PROBLEM – All of the data should be restated word for word.

INPUT DATA below:

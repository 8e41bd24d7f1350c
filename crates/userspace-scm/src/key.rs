//! SCM identity keys.

use std::borrow::Cow;

use crate::SCHEME;

/// Escape a key component so `:` can only appear as a separator.
fn escape(component: &str) -> Cow<'_, str> {
    if component.contains(['%', ':']) {
        Cow::Owned(component.replace('%', "%25").replace(':', "%3A"))
    } else {
        Cow::Borrowed(component)
    }
}

/// Identity of an SCM configuration, used by hosts to spot equivalent jobs.
///
/// The format is `userspace:<image>:<config>:<head>`. Components are escaped
/// (`%` as `%25`, `:` as `%3A`), so two different tuples never produce the
/// same key. The function is pure.
#[must_use]
pub fn scm_identity_key(container: &str, discriminator: &str, head: &str) -> String {
    format!(
        "{SCHEME}:{}:{}:{}",
        escape(container),
        escape(discriminator),
        escape(head)
    )
}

End of INPUT DATA.

ANSWER AREA –
repository 8e41bd24d7f1350c
filename crates/userspace-scm/src/key.rs
//! SCM identity keys.

use std::borrow::Cow;

use crate::SCHEME;

/// Escape a key component so `:` can only appear as a separator.
fn escape(component: &str) -> Cow<'_, str> {
    if component.contains(['%', ':']) {
        Cow::Owned(component.replace('%', "%25").replace(':', "%3A"))
    } else {
        Cow::Borrowed(component)
    }
}

/// Identity of an SCM configuration, used by hosts to spot equivalent jobs.
///
/// The format is `userspace:<image>:<config>:<head>`. Components are escaped
/// (`%` as `%25`, `:` as `%3A`), so two different tuples never produce the
/// same key. The function is pure.
#[must_use]
pub fn scm_identity_key(container: &str, discriminator: &str, head: &str) -> String {
    format!(
        "{SCHEME}:{}:{}:{}",
        escape(container),
        escape(discriminator),
        escape(head)
    )
}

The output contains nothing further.